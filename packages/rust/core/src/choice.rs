//! Input grammar of the line-oriented console presenter.

/// Outcome of the preset prompt.
#[derive(Debug, Clone, Copy, PartialEq, Eq)]
pub enum PresetChoice {
    /// Blank line: take the prompt default (the first preset).
    Default,
    /// `0`: skip presets and configure by hand.
    Skip,
    /// `n`: apply preset `n - 1` and continue editing.
    Select(usize),
    /// `dd` (the same digit twice): apply preset `d - 1` and run immediately.
    SelectAndRun(usize),
    /// Out of range or not a number.
    Invalid,
}

/// Parse the answer to the preset prompt.
///
/// The repeated-digit shortcut wins over a plain two-digit index, so `11`
/// runs preset 1 even when eleven presets exist.
pub fn parse_preset_choice(input: &str, preset_count: usize) -> PresetChoice {
    let choice = input.trim();
    if choice.is_empty() {
        return PresetChoice::Default;
    }
    if !choice.chars().all(|c| c.is_ascii_digit()) {
        return PresetChoice::Invalid;
    }

    let bytes = choice.as_bytes();
    if bytes.len() == 2 && bytes[0] == bytes[1] {
        let idx = usize::from(bytes[0] - b'0');
        return if (1..=preset_count).contains(&idx) {
            PresetChoice::SelectAndRun(idx - 1)
        } else {
            PresetChoice::Invalid
        };
    }

    match choice.parse::<usize>() {
        Ok(0) => PresetChoice::Skip,
        Ok(n) if n <= preset_count => PresetChoice::Select(n - 1),
        _ => PresetChoice::Invalid,
    }
}

/// Parse whitespace-separated 1-based indices. Any non-integer token
/// invalidates the whole line.
pub fn parse_toggle_indices(input: &str) -> Option<Vec<usize>> {
    input
        .split_whitespace()
        .map(|t| t.parse::<usize>().ok())
        .collect()
}

/// A parsed `index [value]` line from the parameter editor.
#[derive(Debug, Clone, PartialEq, Eq)]
pub struct ParameterEdit {
    /// 1-based index as typed.
    pub index: usize,
    /// Everything after the index, with surrounding whitespace removed.
    pub value: Option<String>,
}

/// Parse `idx` or `idx value…`. Returns `None` when the index is not an
/// integer or the line is blank.
pub fn parse_parameter_edit(line: &str) -> Option<ParameterEdit> {
    let line = line.trim();
    let (idx, rest) = match line.split_once(char::is_whitespace) {
        Some((idx, rest)) => (idx, Some(rest.trim())),
        None => (line, None),
    };
    let index = idx.parse::<usize>().ok()?;
    Some(ParameterEdit {
        index,
        value: rest.filter(|r| !r.is_empty()).map(String::from),
    })
}
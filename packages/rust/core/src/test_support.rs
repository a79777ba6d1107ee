//! Fixtures shared by unit tests across modules.

use presetui_shared::{
    CheckboxOption, InputOption, LauncherSpec, ParameterOption, PresetConfig, SelectOption,
};

/// A launcher with two flags, two inputs, one select, and two presets
/// (one of them referencing stale ids).
pub(crate) fn demo_spec() -> LauncherSpec {
    let mut spec = LauncherSpec {
        program: "\"demo.py\"".into(),
        title: "Demo".into(),
        extra_args: vec!["--tail".into()],
        checkboxes: vec![
            CheckboxOption {
                label: "Verbose".into(),
                id: "verbose".into(),
                arg: "--verbose".into(),
                default: true,
            },
            CheckboxOption {
                label: "Force".into(),
                id: "force".into(),
                arg: "--force".into(),
                default: false,
            },
        ],
        parameters: vec![
            ParameterOption::Input(InputOption {
                label: "Count".into(),
                id: "count".into(),
                arg: "--count".into(),
                default: "10".into(),
                placeholder: String::new(),
            }),
            ParameterOption::Input(InputOption {
                label: "Output".into(),
                id: "output".into(),
                arg: "--output".into(),
                default: String::new(),
                placeholder: "path".into(),
            }),
            ParameterOption::Select(SelectOption::new(
                "Mode",
                "mode",
                "--mode",
                vec!["fast".into(), "normal".into(), "safe".into()],
                Some("normal".into()),
            )),
        ],
        ..Default::default()
    };
    spec.presets = vec![
        PresetConfig {
            name: "quick".into(),
            description: "fast run".into(),
            checkbox_options: vec!["force".into()],
            input_values: [("count".into(), "50".into()), ("mode".into(), "fast".into())]
                .into_iter()
                .collect(),
        },
        PresetConfig {
            name: "broken".into(),
            description: "stale values".into(),
            checkbox_options: vec!["ghost".into()],
            input_values: [("mode".into(), "warp".into()), ("nope".into(), "1".into())]
                .into_iter()
                .collect(),
        },
    ];
    spec
}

AIM OF THE TASK ::
Using the records above, write out exactly the lines between the one holding "of the preset prompt." and the one holding "return if (1..=preset_count).contains(&idx)", inclusive; leave everything else out.

RESULT OF THE TASK ::
/// Outcome of the preset prompt.
#[derive(Debug, Clone, Copy, PartialEq, Eq)]
pub enum PresetChoice {
    /// Blank line: take the prompt default (the first preset).
    Default,
    /// `0`: skip presets and configure by hand.
    Skip,
    /// `n`: apply preset `n - 1` and continue editing.
    Select(usize),
    /// `dd` (the same digit twice): apply preset `d - 1` and run immediately.
    SelectAndRun(usize),
    /// Out of range or not a number.
    Invalid,
}

/// Parse the answer to the preset prompt.
///
/// The repeated-digit shortcut wins over a plain two-digit index, so `11`
/// runs preset 1 even when eleven presets exist.
pub fn parse_preset_choice(input: &str, preset_count: usize) -> PresetChoice {
    let choice = input.trim();
    if choice.is_empty() {
        return PresetChoice::Default;
    }
    if !choice.chars().all(|c| c.is_ascii_digit()) {
        return PresetChoice::Invalid;
    }

    let bytes = choice.as_bytes();
    if bytes.len() == 2 && bytes[0] == bytes[1] {
        let idx = usize::from(bytes[0] - b'0');
        return if (1..=preset_count).contains(&idx) {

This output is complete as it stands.